**Task goal**
Below are the entries to retype; reproduce each one exactly.

**Entries provided**
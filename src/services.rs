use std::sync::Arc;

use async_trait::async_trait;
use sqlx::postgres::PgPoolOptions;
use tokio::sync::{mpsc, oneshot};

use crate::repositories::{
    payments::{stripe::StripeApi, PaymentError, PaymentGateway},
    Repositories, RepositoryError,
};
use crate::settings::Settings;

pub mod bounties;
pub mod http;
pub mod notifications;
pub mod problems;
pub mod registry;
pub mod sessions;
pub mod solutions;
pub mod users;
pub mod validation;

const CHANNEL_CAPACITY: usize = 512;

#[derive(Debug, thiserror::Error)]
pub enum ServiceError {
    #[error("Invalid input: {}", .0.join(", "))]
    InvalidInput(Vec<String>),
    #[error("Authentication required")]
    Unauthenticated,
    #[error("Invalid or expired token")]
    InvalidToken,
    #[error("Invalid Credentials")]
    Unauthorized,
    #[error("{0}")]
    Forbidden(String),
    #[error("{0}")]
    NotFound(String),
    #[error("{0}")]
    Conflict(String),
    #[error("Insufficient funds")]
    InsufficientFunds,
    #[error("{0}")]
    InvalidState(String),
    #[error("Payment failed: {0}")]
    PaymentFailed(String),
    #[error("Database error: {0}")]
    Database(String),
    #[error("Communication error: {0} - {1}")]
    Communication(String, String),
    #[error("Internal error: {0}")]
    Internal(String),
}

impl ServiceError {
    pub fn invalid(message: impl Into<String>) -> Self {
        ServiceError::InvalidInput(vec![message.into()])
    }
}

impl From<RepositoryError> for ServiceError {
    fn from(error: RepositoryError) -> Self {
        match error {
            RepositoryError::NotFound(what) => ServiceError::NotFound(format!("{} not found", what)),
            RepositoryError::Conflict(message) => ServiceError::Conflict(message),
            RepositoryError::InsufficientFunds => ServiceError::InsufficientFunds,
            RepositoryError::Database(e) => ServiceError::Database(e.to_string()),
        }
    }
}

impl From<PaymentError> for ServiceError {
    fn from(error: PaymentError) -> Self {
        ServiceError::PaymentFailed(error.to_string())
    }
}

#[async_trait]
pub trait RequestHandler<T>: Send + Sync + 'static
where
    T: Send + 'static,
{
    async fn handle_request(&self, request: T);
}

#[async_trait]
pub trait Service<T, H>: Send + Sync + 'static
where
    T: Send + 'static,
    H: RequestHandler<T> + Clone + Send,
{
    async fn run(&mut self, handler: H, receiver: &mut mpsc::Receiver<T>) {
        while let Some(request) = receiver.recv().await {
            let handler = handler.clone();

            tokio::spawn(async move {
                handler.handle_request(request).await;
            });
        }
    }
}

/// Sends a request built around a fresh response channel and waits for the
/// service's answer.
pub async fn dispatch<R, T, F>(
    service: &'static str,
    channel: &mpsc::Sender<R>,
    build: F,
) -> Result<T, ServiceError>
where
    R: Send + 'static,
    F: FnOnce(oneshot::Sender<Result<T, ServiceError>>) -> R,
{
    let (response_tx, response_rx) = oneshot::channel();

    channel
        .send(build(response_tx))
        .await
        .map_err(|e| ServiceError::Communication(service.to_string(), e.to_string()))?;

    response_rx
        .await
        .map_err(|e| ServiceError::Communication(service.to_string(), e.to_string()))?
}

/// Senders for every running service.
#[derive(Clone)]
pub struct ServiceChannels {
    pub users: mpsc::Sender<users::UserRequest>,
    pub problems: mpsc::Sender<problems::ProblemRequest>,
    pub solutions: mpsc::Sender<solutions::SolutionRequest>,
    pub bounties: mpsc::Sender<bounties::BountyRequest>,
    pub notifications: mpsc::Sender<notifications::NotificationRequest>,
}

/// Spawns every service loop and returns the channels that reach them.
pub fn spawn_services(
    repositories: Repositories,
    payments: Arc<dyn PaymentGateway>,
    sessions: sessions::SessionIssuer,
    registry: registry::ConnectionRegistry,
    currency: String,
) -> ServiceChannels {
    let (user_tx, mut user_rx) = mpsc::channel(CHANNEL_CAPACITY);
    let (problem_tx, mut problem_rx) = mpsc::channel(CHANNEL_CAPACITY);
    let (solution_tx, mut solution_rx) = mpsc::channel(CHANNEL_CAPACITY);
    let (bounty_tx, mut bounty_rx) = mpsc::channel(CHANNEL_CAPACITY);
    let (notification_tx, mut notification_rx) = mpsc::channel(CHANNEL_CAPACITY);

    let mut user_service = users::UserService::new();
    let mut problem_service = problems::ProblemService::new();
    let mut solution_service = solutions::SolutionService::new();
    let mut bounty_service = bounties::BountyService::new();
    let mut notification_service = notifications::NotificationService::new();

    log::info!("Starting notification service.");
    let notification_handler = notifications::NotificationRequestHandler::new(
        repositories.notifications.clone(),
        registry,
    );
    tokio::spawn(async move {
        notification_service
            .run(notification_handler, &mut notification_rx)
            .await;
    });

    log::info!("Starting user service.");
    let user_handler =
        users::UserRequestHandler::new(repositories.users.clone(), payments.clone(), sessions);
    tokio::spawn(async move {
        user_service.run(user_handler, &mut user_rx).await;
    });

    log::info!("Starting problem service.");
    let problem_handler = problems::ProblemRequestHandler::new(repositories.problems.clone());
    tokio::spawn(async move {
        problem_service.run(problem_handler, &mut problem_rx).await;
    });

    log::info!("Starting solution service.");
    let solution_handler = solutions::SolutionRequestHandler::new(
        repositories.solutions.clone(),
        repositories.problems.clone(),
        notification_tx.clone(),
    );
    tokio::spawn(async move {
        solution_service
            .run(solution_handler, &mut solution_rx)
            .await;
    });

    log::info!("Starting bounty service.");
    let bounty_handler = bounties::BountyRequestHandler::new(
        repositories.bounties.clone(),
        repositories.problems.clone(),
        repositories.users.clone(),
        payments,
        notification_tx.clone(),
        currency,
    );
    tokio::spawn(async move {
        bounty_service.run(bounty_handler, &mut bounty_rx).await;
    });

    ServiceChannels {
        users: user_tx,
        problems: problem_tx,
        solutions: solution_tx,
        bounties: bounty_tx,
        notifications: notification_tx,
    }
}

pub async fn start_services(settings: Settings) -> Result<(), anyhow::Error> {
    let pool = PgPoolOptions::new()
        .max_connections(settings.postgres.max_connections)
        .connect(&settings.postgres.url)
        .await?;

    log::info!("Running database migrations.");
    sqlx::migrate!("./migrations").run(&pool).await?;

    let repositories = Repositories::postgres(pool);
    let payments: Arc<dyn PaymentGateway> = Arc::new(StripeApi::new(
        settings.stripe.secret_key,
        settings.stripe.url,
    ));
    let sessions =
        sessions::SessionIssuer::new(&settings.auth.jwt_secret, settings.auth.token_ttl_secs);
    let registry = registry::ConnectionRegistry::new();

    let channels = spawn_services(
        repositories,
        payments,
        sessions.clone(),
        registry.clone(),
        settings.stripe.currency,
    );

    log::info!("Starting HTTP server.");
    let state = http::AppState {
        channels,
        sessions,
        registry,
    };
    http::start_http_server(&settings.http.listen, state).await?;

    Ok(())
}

**Answer section**
filename src/services.rs
use std::sync::Arc;

use async_trait::async_trait;
use sqlx::postgres::PgPoolOptions;
use tokio::sync::{mpsc, oneshot};

use crate::repositories::{
    payments::{stripe::StripeApi, PaymentError, PaymentGateway},
    Repositories, RepositoryError,
};
use crate::settings::Settings;

pub mod bounties;
pub mod http;
pub mod notifications;
pub mod problems;
pub mod registry;
pub mod sessions;
pub mod solutions;
pub mod users;
pub mod validation;

const CHANNEL_CAPACITY: usize = 512;

#[derive(Debug, thiserror::Error)]
pub enum ServiceError {
    #[error("Invalid input: {}", .0.join(", "))]
    InvalidInput(Vec<String>),
    #[error("Authentication required")]
    Unauthenticated,
    #[error("Invalid or expired token")]
    InvalidToken,
    #[error("Invalid Credentials")]
    Unauthorized,
    #[error("{0}")]
    Forbidden(String),
    #[error("{0}")]
    NotFound(String),
    #[error("{0}")]
    Conflict(String),
    #[error("Insufficient funds")]
    InsufficientFunds,
    #[error("{0}")]
    InvalidState(String),
    #[error("Payment failed: {0}")]
    PaymentFailed(String),
    #[error("Database error: {0}")]
    Database(String),
    #[error("Communication error: {0} - {1}")]
    Communication(String, String),
    #[error("Internal error: {0}")]
    Internal(String),
}

impl ServiceError {
    pub fn invalid(message: impl Into<String>) -> Self {
        ServiceError::InvalidInput(vec![message.into()])
    }
}

impl From<RepositoryError> for ServiceError {
    fn from(error: RepositoryError) -> Self {
        match error {
            RepositoryError::NotFound(what) => ServiceError::NotFound(format!("{} not found", what)),
            RepositoryError::Conflict(message) => ServiceError::Conflict(message),
            RepositoryError::InsufficientFunds => ServiceError::InsufficientFunds,
            RepositoryError::Database(e) => ServiceError::Database(e.to_string()),
        }
    }
}

impl From<PaymentError> for ServiceError {
    fn from(error: PaymentError) -> Self {
        ServiceError::PaymentFailed(error.to_string())
    }
}

#[async_trait]
pub trait RequestHandler<T>: Send + Sync + 'static
where
    T: Send + 'static,
{
    async fn handle_request(&self, request: T);
}

#[async_trait]
pub trait Service<T, H>: Send + Sync + 'static
where
    T: Send + 'static,
    H: RequestHandler<T> + Clone + Send,
{
    async fn run(&mut self, handler: H, receiver: &mut mpsc::Receiver<T>) {
        while let Some(request) = receiver.recv().await {
            let handler = handler.clone();

            tokio::spawn(async move {
                handler.handle_request(request).await;
            });
        }
    }
}

/// Sends a request built around a fresh response channel and waits for the
/// service's answer.
pub async fn dispatch<R, T, F>(
    service: &'static str,
    channel: &mpsc::Sender<R>,
    build: F,
) -> Result<T, ServiceError>
where
    R: Send + 'static,
    F: FnOnce(oneshot::Sender<Result<T, ServiceError>>) -> R,
{
    let (response_tx, response_rx) = oneshot::channel();

    channel
        .send(build(response_tx))
        .await
        .map_err(|e| ServiceError::Communication(service.to_string(), e.to_string()))?;

    response_rx
        .await
        .map_err(|e| ServiceError::Communication(service.to_string(), e.to_string()))?
}

/// Senders for every running service.
#[derive(Clone)]
pub struct ServiceChannels {
    pub users: mpsc::Sender<users::UserRequest>,
    pub problems: mpsc::Sender<problems::ProblemRequest>,
    pub solutions: mpsc::Sender<solutions::SolutionRequest>,
    pub bounties: mpsc::Sender<bounties::BountyRequest>,
    pub notifications: mpsc::Sender<notifications::NotificationRequest>,
}

/// Spawns every service loop and returns the channels that reach them.
pub fn spawn_services(
    repositories: Repositories,
    payments: Arc<dyn PaymentGateway>,
    sessions: sessions::SessionIssuer,
    registry: registry::ConnectionRegistry,
    currency: String,
) -> ServiceChannels {
    let (user_tx, mut user_rx) = mpsc::channel(CHANNEL_CAPACITY);
    let (problem_tx, mut problem_rx) = mpsc::channel(CHANNEL_CAPACITY);
    let (solution_tx, mut solution_rx) = mpsc::channel(CHANNEL_CAPACITY);
    let (bounty_tx, mut bounty_rx) = mpsc::channel(CHANNEL_CAPACITY);
    let (notification_tx, mut notification_rx) = mpsc::channel(CHANNEL_CAPACITY);

    let mut user_service = users::UserService::new();
    let mut problem_service = problems::ProblemService::new();
    let mut solution_service = solutions::SolutionService::new();
    let mut bounty_service = bounties::BountyService::new();
    let mut notification_service = notifications::NotificationService::new();

    log::info!("Starting notification service.");
    let notification_handler = notifications::NotificationRequestHandler::new(
        repositories.notifications.clone(),
        registry,
    );
    tokio::spawn(async move {
        notification_service
            .run(notification_handler, &mut notification_rx)
            .await;
    });

    log::info!("Starting user service.");
    let user_handler =
        users::UserRequestHandler::new(repositories.users.clone(), payments.clone(), sessions);
    tokio::spawn(async move {
        user_service.run(user_handler, &mut user_rx).await;
    });

    log::info!("Starting problem service.");
    let problem_handler = problems::ProblemRequestHandler::new(repositories.problems.clone());
    tokio::spawn(async move {
        problem_service.run(problem_handler, &mut problem_rx).await;
    });

    log::info!("Starting solution service.");
    let solution_handler = solutions::SolutionRequestHandler::new(
        repositories.solutions.clone(),
        repositories.problems.clone(),
        notification_tx.clone(),
    );
    tokio::spawn(async move {
        solution_service
            .run(solution_handler, &mut solution_rx)
            .await;
    });

    log::info!("Starting bounty service.");
    let bounty_handler = bounties::BountyRequestHandler::new(
        repositories.bounties.clone(),
        repositories.problems.clone(),
        repositories.users.clone(),
        payments,
        notification_tx.clone(),
        currency,
    );
    tokio::spawn(async move {
        bounty_service.run(bounty_handler, &mut bounty_rx).await;
    });

    ServiceChannels {
        users: user_tx,
        problems: problem_tx,
        solutions: solution_tx,
        bounties: bounty_tx,
        notifications: notification_tx,
    }
}

pub async fn start_services(settings: Settings) -> Result<(), anyhow::Error> {
    let pool = PgPoolOptions::new()
        .max_connections(settings.postgres.max_connections)
        .connect(&settings.postgres.url)
        .await?;

    log::info!("Running database migrations.");
    sqlx::migrate!("./migrations").run(&pool).await?;

    let repositories = Repositories::postgres(pool);
    let payments: Arc<dyn PaymentGateway> = Arc::new(StripeApi::new(
        settings.stripe.secret_key,
        settings.stripe.url,
    ));
    let sessions =
        sessions::SessionIssuer::new(&settings.auth.jwt_secret, settings.auth.token_ttl_secs);
    let registry = registry::ConnectionRegistry::new();

    let channels = spawn_services(
        repositories,
        payments,
        sessions.clone(),
        registry.clone(),
        settings.stripe.currency,
    );

    log::info!("Starting HTTP server.");
    let state = http::AppState {
        channels,
        sessions,
        registry,
    };
    http::start_http_server(&settings.http.listen, state).await?;

    Ok(())
}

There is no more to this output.